The judge wanted everyone in the courtroom to know that when he’d signed a war orphan over to an American Marine he thought it was an emergency — that the child injured on the battlefield in Afghanistan was on death’s door, with neither a family nor a country to claim her.
A lawyer for the federal government stood up.
“That is not what happened,” she told the judge: almost everything he’d believed about the baby was untrue.
This group had gathered 15 times by then, in secret proceedings in this small-town Virginia courtroom to try to fix what had become an international incident. Fluvanna County Circuit Judge Richard Moore had granted an adoption of the orphan to U.S. Marine Joshua Mast and his wife, Stephanie, while the baby was in Afghanistan, 7,000 miles away.

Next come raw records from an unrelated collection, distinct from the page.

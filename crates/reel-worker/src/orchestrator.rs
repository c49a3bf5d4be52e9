//! Scene fan-out with bounded concurrency and provider caps.
//!
//! Ordering invariant: the returned outputs are sorted by scene index, so
//! composition order always equals payload order no matter which worker
//! finishes first. KlingAI generations run under their own 3-permit
//! semaphore, concurrently with the general pool. E-commerce payloads run
//! strictly sequentially.

use std::future::Future;
use std::sync::atomic::{AtomicBool, Ordering};
use std::sync::Arc;

use futures::future::join_all;
use tokio::sync::Semaphore;
use tracing::{error, info, warn};

use crate::error::{WorkerError, WorkerResult};
use crate::scene::{SceneJob, SceneOutput};

/// Concurrency limits for one task.
#[derive(Debug, Clone, Copy)]
pub struct OrchestratorLimits {
    /// General scene worker slots
    pub worker_slots: usize,
    /// Concurrent KlingAI generations, at most
    pub klingai_slots: usize,
    /// Force sequential processing (e-commerce mode)
    pub sequential: bool,
}

impl OrchestratorLimits {
    pub fn new(worker_slots: usize, klingai_slots: usize, sequential: bool) -> Self {
        Self {
            worker_slots: worker_slots.max(1),
            klingai_slots: klingai_slots.max(1),
            sequential,
        }
    }
}

/// Run every scene job through `render`, preserving input order in the
/// result. The first fatal error stops dispatching further scenes;
/// in-flight workers run to completion.
pub async fn run_scenes<F, Fut>(
    jobs: Vec<SceneJob>,
    limits: OrchestratorLimits,
    render: F,
) -> WorkerResult<Vec<SceneOutput>>
where
    F: Fn(SceneJob) -> Fut + Clone + Send + Sync + 'static,
    Fut: Future<Output = WorkerResult<SceneOutput>> + Send + 'static,
{
    if jobs.is_empty() {
        return Ok(Vec::new());
    }

    if limits.sequential || jobs.len() == 1 {
        info!(scenes = jobs.len(), "Processing scenes sequentially");
        let mut outputs = Vec::with_capacity(jobs.len());
        for job in jobs {
            let scene_id = job.scene_id();
            match render(job).await {
                Ok(output) => outputs.push(output),
                Err(e) => {
                    error!(scene_id = %scene_id, error = %e, "Scene processing failed");
                    return Err(e);
                }
            }
        }
        return Ok(outputs);
    }

    info!(
        scenes = jobs.len(),
        workers = limits.worker_slots,
        "Processing scenes in parallel, order will be preserved"
    );

    let worker_sem = Arc::new(Semaphore::new(limits.worker_slots));
    let klingai_sem = Arc::new(Semaphore::new(limits.klingai_slots));
    let cancelled = Arc::new(AtomicBool::new(false));

    let mut handles = Vec::with_capacity(jobs.len());
    for job in jobs {
        let render = render.clone();
        let cancelled = cancelled.clone();
        // KlingAI scenes are gated by the provider cap; everything else by
        // the general pool. The two groups proceed concurrently.
        let semaphore = if job.scene.uses_klingai() {
            klingai_sem.clone()
        } else {
            worker_sem.clone()
        };

        handles.push(tokio::spawn(async move {
            let index = job.index;
            let scene_id = job.scene_id();
            let _permit = semaphore
                .acquire_owned()
                .await
                .expect("scene semaphore closed");

            if cancelled.load(Ordering::SeqCst) {
                warn!(scene_id = %scene_id, "Skipping scene, a previous scene failed");
                return (index, None);
            }

            let result = render(job).await;
            if result.is_err() {
                cancelled.store(true, Ordering::SeqCst);
            }
            (index, Some(result))
        }));
    }

    let joined = join_all(handles).await;

    let mut outputs: Vec<SceneOutput> = Vec::new();
    let mut first_error: Option<(usize, WorkerError)> = None;
    for joined_result in joined {
        let (index, result) = joined_result
            .map_err(|e| WorkerError::compose_failed(format!("scene worker panicked: {e}")))?;
        match result {
            Some(Ok(output)) => outputs.push(output),
            Some(Err(e)) => {
                error!(scene_index = index, error = %e, "Scene processing failed");
                if first_error.as_ref().map(|(i, _)| index < *i).unwrap_or(true) {
                    first_error = Some((index, e));
                }
            }
            // Skipped after cancellation.
            None => {}
        }
    }

    if let Some((_, e)) = first_error {
        return Err(e);
    }

    // Completion order is arbitrary; composition order is the input order.
    outputs.sort_by_key(|o| o.index);
    Ok(outputs)
}

#[cfg(test)]
mod tests {
    use super::*;
    use crate::scene::GlobalSceneContext;
    use std::sync::atomic::AtomicUsize;
    use std::time::Duration;

    fn global() -> Arc<GlobalSceneContext> {
        Arc::new(GlobalSceneContext {
            task_id: "task-1".to_string(),
            use_global_narration: false,
            audio_prompt_url: None,
            global_subtitle: None,
            global_logo: None,
            product_images: Vec::new(),
            total_scenes: 0,
            video_context_digest: String::new(),
        })
    }

    fn image_job(index: usize) -> SceneJob {
        SceneJob {
            index,
            scene: serde_json::from_value(serde_json::json!({
                "type": "image", "image_url": "https://e.com/x.png", "duration": 5
            }))
            .unwrap(),
            global: global(),
        }
    }

    fn klingai_job(index: usize) -> SceneJob {
        SceneJob {
            index,
            scene: serde_json::from_value(serde_json::json!({
                "type": "video",
                "prompt_video": "waves",
                "video_provider": "klingai",
                "duration": 5
            }))
            .unwrap(),
            global: global(),
        }
    }

    fn output(index: usize) -> SceneOutput {
        SceneOutput {
            index,
            path: std::path::PathBuf::from(format!("/tmp/scene_{index}.mp4")),
            temp_files: Vec::new(),
        }
    }

    /// Concurrency probe: tracks the current and peak number of running
    /// render calls.
    #[derive(Default)]
    struct Probe {
        current: AtomicUsize,
        peak: AtomicUsize,
    }

    impl Probe {
        fn enter(&self) {
            let now = self.current.fetch_add(1, Ordering::SeqCst) + 1;
            self.peak.fetch_max(now, Ordering::SeqCst);
        }

        fn exit(&self) {
            self.current.fetch_sub(1, Ordering::SeqCst);
        }
    }

    #[tokio::test]
    async fn test_output_order_matches_input_order() {
        // Later scenes finish first: the join must restore payload order.
        let jobs: Vec<SceneJob> = (0..4).map(image_job).collect();
        let outputs = run_scenes(
            jobs,
            OrchestratorLimits::new(4, 3, false),
            |job: SceneJob| async move {
                tokio::time::sleep(Duration::from_millis(40 - 10 * job.index as u64)).await;
                Ok(output(job.index))
            },
        )
        .await
        .unwrap();

        let order: Vec<usize> = outputs.iter().map(|o| o.index).collect();
        assert_eq!(order, vec![0, 1, 2, 3]);
    }

    #[tokio::test]
    async fn test_klingai_cap_is_three() {
        let probe = Arc::new(Probe::default());
        let jobs: Vec<SceneJob> = (0..5).map(klingai_job).collect();

        let probe_clone = probe.clone();
        run_scenes(
            jobs,
            OrchestratorLimits::new(4, 3, false),
            move |job: SceneJob| {
                let probe = probe_clone.clone();
                async move {
                    probe.enter();
                    tokio::time::sleep(Duration::from_millis(30)).await;
                    probe.exit();
                    Ok(output(job.index))
                }
            },
        )
        .await
        .unwrap();

        assert!(probe.peak.load(Ordering::SeqCst) <= 3);
    }

    #[tokio::test]
    async fn test_klingai_batches_do_not_starve_general_pool() {
        // Three KlingAI scenes occupy the provider cap while two image
        // scenes proceed in the general pool: total concurrency above 3.
        let probe = Arc::new(Probe::default());
        let mut jobs: Vec<SceneJob> = (0..3).map(klingai_job).collect();
        jobs.push(image_job(3));
        jobs.push(image_job(4));

        let probe_clone = probe.clone();
        run_scenes(
            jobs,
            OrchestratorLimits::new(4, 3, false),
            move |job: SceneJob| {
                let probe = probe_clone.clone();
                async move {
                    probe.enter();
                    tokio::time::sleep(Duration::from_millis(50)).await;
                    probe.exit();
                    Ok(output(job.index))
                }
            },
        )
        .await
        .unwrap();

        assert!(probe.peak.load(Ordering::SeqCst) > 3);
    }

    #[tokio::test]
    async fn test_sequential_mode_runs_one_at_a_time() {
        let probe = Arc::new(Probe::default());
        let jobs: Vec<SceneJob> = (0..3).map(image_job).collect();

        let probe_clone = probe.clone();
        run_scenes(
            jobs,
            OrchestratorLimits::new(4, 3, true),
            move |job: SceneJob| {
                let probe = probe_clone.clone();
                async move {
                    probe.enter();
                    tokio::time::sleep(Duration::from_millis(10)).await;
                    probe.exit();
                    Ok(output(job.index))
                }
            },
        )
        .await
        .unwrap();

        assert_eq!(probe.peak.load(Ordering::SeqCst), 1);
    }

    #[tokio::test]
    async fn test_first_error_by_scene_order_wins() {
        let jobs: Vec<SceneJob> = (0..3).map(image_job).collect();
        let err = run_scenes(
            jobs,
            OrchestratorLimits::new(1, 3, false),
            |job: SceneJob| async move {
                if job.index == 1 {
                    Err(WorkerError::scene_failed(job.scene_id(), "boom"))
                } else {
                    Ok(output(job.index))
                }
            },
        )
        .await
        .unwrap_err();

        assert!(matches!(err, WorkerError::SceneFailed { .. }));
    }
}
//! Worker error types.

use thiserror::Error;

pub type WorkerResult<T> = Result<T, WorkerError>;

#[derive(Debug, Error)]
pub enum WorkerError {
    #[error("Task not found: {0}")]
    TaskNotFound(String),

    #[error("Invalid payload: {0}")]
    InvalidPayload(#[from] reel_models::spec::SpecError),

    #[error("Scene {scene_id} failed: {message}")]
    SceneFailed { scene_id: String, message: String },

    #[error("Composition failed: {0}")]
    ComposeFailed(String),

    #[error("Upload failed: {0}")]
    UploadFailed(String),

    /// The task was failed out from under this worker (reconciler timeout
    /// or a signal delivered to another run).
    #[error("Task failed due to external factor: {0}")]
    External(String),

    #[error("Media error: {0}")]
    Media(#[from] reel_media::MediaError),

    #[error("Provider error: {0}")]
    Provider(#[from] reel_providers::ProviderError),

    #[error("Storage error: {0}")]
    Storage(#[from] reel_storage::StorageError),

    #[error("Store error: {0}")]
    Store(#[from] reel_store::StoreError),

    #[error("Task state error: {0}")]
    TaskState(#[from] reel_models::TaskStateError),

    #[error("IO error: {0}")]
    Io(#[from] std::io::Error),
}

impl WorkerError {
    pub fn scene_failed(scene_id: impl Into<String>, message: impl Into<String>) -> Self {
        Self::SceneFailed {
            scene_id: scene_id.into(),
            message: message.into(),
        }
    }

    pub fn compose_failed(message: impl Into<String>) -> Self {
        Self::ComposeFailed(message.into())
    }

    /// Failures driven by external factors (signals, reconciler) map to
    /// exit code 2; everything else is 1.
    pub fn is_external(&self) -> bool {
        matches!(self, WorkerError::External(_))
    }

    /// Quota exhaustion surfaces immediately with no retry or fallback.
    pub fn is_quota_exhausted(&self) -> bool {
        matches!(
            self,
            WorkerError::Provider(reel_providers::ProviderError::QuotaExhausted { .. })
        )
    }
}

/// Truncate an error description for storage in the task record.
pub fn truncate_error(message: &str, max_chars: usize) -> String {
    if message.chars().count() <= max_chars {
        return message.to_string();
    }
    message.chars().take(max_chars).collect()
}

#[cfg(test)]
mod tests {
    use super::*;

    #[test]
    fn test_truncate_error() {
        assert_eq!(truncate_error("short", 200), "short");
        let long = "x".repeat(300);
        assert_eq!(truncate_error(&long, 200).chars().count(), 200);
    }

    #[test]
    fn test_external_classification() {
        assert!(WorkerError::External("reconciler timeout".into()).is_external());
        assert!(!WorkerError::TaskNotFound("t".into()).is_external());
    }
}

Now the U.S. government insisted the baby’s fate had never been the judge’s to decide; officials in President Donald Trump’s first administration had chosen to unite her with relatives months before Moore gave her away, according to once-secret transcripts of the November 2022 hearing.

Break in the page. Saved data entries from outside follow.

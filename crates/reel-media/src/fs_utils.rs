//! Temp-file helpers.

use std::path::{Path, PathBuf};
use tracing::{debug, warn};
use uuid::Uuid;

use crate::error::MediaResult;

/// Base directory for temp artifacts (`TEMP_DIR`, falling back to the
/// system temp directory).
pub fn temp_root() -> PathBuf {
    std::env::var("TEMP_DIR")
        .map(PathBuf::from)
        .unwrap_or_else(|_| std::env::temp_dir())
}

/// A uuid-suffixed path inside `dir`. `extension` includes the leading dot
/// (or is empty).
pub fn unique_path(dir: &Path, prefix: &str, extension: &str) -> PathBuf {
    dir.join(format!("{prefix}_{}{extension}", Uuid::new_v4().simple()))
}

/// Create a directory and its parents.
pub async fn ensure_dir(dir: &Path) -> MediaResult<()> {
    tokio::fs::create_dir_all(dir).await?;
    Ok(())
}

/// Best-effort removal of a list of files. Errors are logged, not returned.
pub async fn cleanup_files<I, P>(paths: I)
where
    I: IntoIterator<Item = P>,
    P: AsRef<Path>,
{
    for path in paths {
        let path = path.as_ref();
        match tokio::fs::remove_file(path).await {
            Ok(()) => debug!(path = %path.display(), "Removed temp file"),
            Err(e) if e.kind() == std::io::ErrorKind::NotFound => {}
            Err(e) => warn!(path = %path.display(), error = %e, "Failed to remove temp file"),
        }
    }
}

#[cfg(test)]
mod tests {
    use super::*;

    #[test]
    fn test_unique_paths_differ() {
        let dir = Path::new("/tmp");
        let a = unique_path(dir, "scene", ".mp4");
        let b = unique_path(dir, "scene", ".mp4");
        assert_ne!(a, b);
        assert!(a.to_string_lossy().ends_with(".mp4"));
    }

    #[tokio::test]
    async fn test_cleanup_tolerates_missing_files() {
        let dir = tempfile::TempDir::new().unwrap();
        let present = dir.path().join("a.tmp");
        tokio::fs::write(&present, b"x").await.unwrap();
        let missing = dir.path().join("b.tmp");

        cleanup_files([&present, &missing]).await;
        assert!(!present.exists());
    }
}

Thousands of pages of those transcripts and court documents were recently released as a result of The Associated Press’ three-year fight for access after a 2022 AP report about the adoption raised alarms at the highest levels of government, from the Taliban to the White House. The newly released records reveal how America’s fractured bureaucracy allowed the Masts to adopt the child who was halfway around the globe, being raised by a couple the Afghan government at that time decided were her family, in a country that does not allow non-Muslims to take custody of its children. The documents show the judge skipped critical safeguards and legal requirements.
Mast has said he believed — and still does — the story he told Moore about the girl, and insists he acted nobly and in the best interest of a child stuck in a war zone with an uncertain future.

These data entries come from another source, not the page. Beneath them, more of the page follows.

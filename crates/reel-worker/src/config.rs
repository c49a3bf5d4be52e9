//! Worker configuration.

use std::path::PathBuf;
use std::time::Duration;

use reel_models::{EncodingProfile, ImageProvider, VideoProvider};

fn env_parse<T: std::str::FromStr>(name: &str, default: T) -> T {
    std::env::var(name)
        .ok()
        .and_then(|s| s.parse().ok())
        .unwrap_or(default)
}

fn env_flag(name: &str, default: bool) -> bool {
    std::env::var(name)
        .map(|v| matches!(v.to_ascii_lowercase().as_str(), "true" | "1"))
        .unwrap_or(default)
}

/// Worker configuration.
#[derive(Debug, Clone)]
pub struct WorkerConfig {
    /// Base path for temp artifacts
    pub temp_dir: PathBuf,
    /// Base path for final outputs
    pub output_dir: PathBuf,
    /// Output frame dimensions
    pub reel_w: u32,
    pub reel_h: u32,
    /// Scene orchestrator concurrency cap
    pub scene_parallel_limit: usize,
    /// Concurrent KlingAI generations, at most
    pub klingai_parallel_limit: usize,
    /// Maximum fill zoom before the blurred-background branch
    pub max_zoom_factor: f64,
    /// Per-scene encoder settings (24 fps fast path)
    pub scene_encoding: EncodingProfile,
    /// Final render encoder settings
    pub final_encoding: EncodingProfile,
    /// Provider defaults when a scene does not name one
    pub default_image_provider: ImageProvider,
    pub default_video_provider: VideoProvider,
    /// Stock API key forwarded on Pexels asset downloads
    pub stock_api_key: Option<String>,
    /// Post-task cache clearing
    pub enable_cache_clearing: bool,
    pub cache_clearing_async: bool,
    /// Memory monitor tuning
    pub enable_memory_monitoring: bool,
    pub memory_warning_threshold_mb: u64,
    pub memory_critical_threshold_mb: u64,
    pub memory_emergency_threshold_mb: u64,
    pub memory_cleanup_cooldown: Duration,
    pub memory_monitor_interval: Duration,
}

impl Default for WorkerConfig {
    fn default() -> Self {
        let cpus = std::thread::available_parallelism()
            .map(|n| n.get())
            .unwrap_or(2);
        Self {
            temp_dir: std::env::temp_dir(),
            output_dir: std::env::temp_dir().join("generated_videos"),
            reel_w: 1080,
            reel_h: 1920,
            scene_parallel_limit: cpus.min(4),
            klingai_parallel_limit: 3,
            max_zoom_factor: 2.5,
            scene_encoding: EncodingProfile::scene_default(),
            final_encoding: EncodingProfile::final_default(),
            default_image_provider: ImageProvider::Gemini,
            default_video_provider: VideoProvider::Lumaai,
            stock_api_key: None,
            enable_cache_clearing: true,
            cache_clearing_async: true,
            enable_memory_monitoring: false,
            memory_warning_threshold_mb: 2048,
            memory_critical_threshold_mb: 3072,
            memory_emergency_threshold_mb: 4096,
            memory_cleanup_cooldown: Duration::from_secs(60),
            memory_monitor_interval: Duration::from_secs(30),
        }
    }
}

impl WorkerConfig {
    /// Create config from environment variables.
    pub fn from_env() -> Self {
        let defaults = Self::default();
        let temp_dir = std::env::var("TEMP_DIR")
            .map(PathBuf::from)
            .unwrap_or(defaults.temp_dir);
        let output_dir = std::env::var("OUTPUT_DIR")
            .map(PathBuf::from)
            .unwrap_or_else(|_| temp_dir.join("generated_videos"));

        let ffmpeg_threads = env_parse("FFMPEG_THREADS", defaults.scene_encoding.threads);
        let crf: u8 = env_parse("FFMPEG_CRF", 23);
        let bitrate = std::env::var("FFMPEG_BITRATE").unwrap_or_else(|_| "5000k".to_string());

        let scene_encoding = EncodingProfile::scene_default()
            .with_preset(
                std::env::var("SCENE_RENDERING_PRESET").unwrap_or_else(|_| "ultrafast".to_string()),
            )
            .with_crf(crf)
            .with_bitrate(bitrate.clone())
            .with_threads(ffmpeg_threads);
        let final_encoding = EncodingProfile::final_default()
            .with_preset(
                std::env::var("FINAL_VIDEO_PRESET")
                    .or_else(|_| std::env::var("FFMPEG_PRESET"))
                    .unwrap_or_else(|_| "fast".to_string()),
            )
            .with_crf(crf)
            .with_bitrate(bitrate)
            .with_threads(ffmpeg_threads)
            .with_fps(env_parse("FPS", 30));

        Self {
            temp_dir,
            output_dir,
            reel_w: env_parse("REEL_SIZE_W", 1080),
            reel_h: env_parse("REEL_SIZE_H", 1920),
            scene_parallel_limit: env_parse("SCENE_PARALLEL_LIMIT", defaults.scene_parallel_limit)
                .max(1),
            klingai_parallel_limit: 3,
            max_zoom_factor: env_parse("MAX_ZOOM_FACTOR", 2.5),
            scene_encoding,
            final_encoding,
            default_image_provider: std::env::var("DEFAULT_IMAGE_PROVIDER")
                .ok()
                .and_then(|s| ImageProvider::parse(&s))
                .unwrap_or(ImageProvider::Gemini),
            default_video_provider: std::env::var("DEFAULT_VIDEO_PROVIDER")
                .ok()
                .and_then(|s| VideoProvider::parse(&s))
                .unwrap_or(VideoProvider::Lumaai),
            stock_api_key: std::env::var("PEXELS_API_KEY").ok(),
            enable_cache_clearing: env_flag("ENABLE_CACHE_CLEARING", true),
            cache_clearing_async: env_flag("CACHE_CLEARING_ASYNC", true),
            enable_memory_monitoring: env_flag("ENABLE_MEMORY_MONITORING", false),
            memory_warning_threshold_mb: env_parse("MEMORY_WARNING_THRESHOLD_MB", 2048),
            memory_critical_threshold_mb: env_parse("MEMORY_CRITICAL_THRESHOLD_MB", 3072),
            memory_emergency_threshold_mb: env_parse("MEMORY_EMERGENCY_THRESHOLD_MB", 4096),
            memory_cleanup_cooldown: Duration::from_secs(env_parse("MEMORY_CLEANUP_COOLDOWN", 60)),
            memory_monitor_interval: Duration::from_secs(env_parse("MEMORY_MONITOR_INTERVAL", 30)),
        }
    }

    /// Cache directory under the temp root.
    pub fn cache_dir(&self) -> PathBuf {
        self.temp_dir.join("cache")
    }
}

#[cfg(test)]
mod tests {
    use super::*;

    #[test]
    fn test_defaults() {
        let config = WorkerConfig::default();
        assert_eq!(config.reel_w, 1080);
        assert_eq!(config.reel_h, 1920);
        assert!(config.scene_parallel_limit <= 4);
        assert_eq!(config.klingai_parallel_limit, 3);
        assert_eq!(config.scene_encoding.fps, 24);
        assert!((config.max_zoom_factor - 2.5).abs() < f64::EPSILON);
    }
}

High-ranking military and government officials took extraordinary steps to help him, seemingly unaware that others in their own agencies were trying to stop him.
The documents reveal that the court and federal government have blamed each other for the legal predicament. The Justice Department has said what happened in this rural courthouse threatens the nation’s standing in the world and appears as an endorsement of child abduction.
In March 2023, Judge Worrell voided the adoption, stating that America did not ascertain the legality of the transaction prior to constitutionally binding decisions. The Afghan couple who cared for the child contemplates their feelings wondering if the prolonged distress could have been avoided had officials stepped in sooner.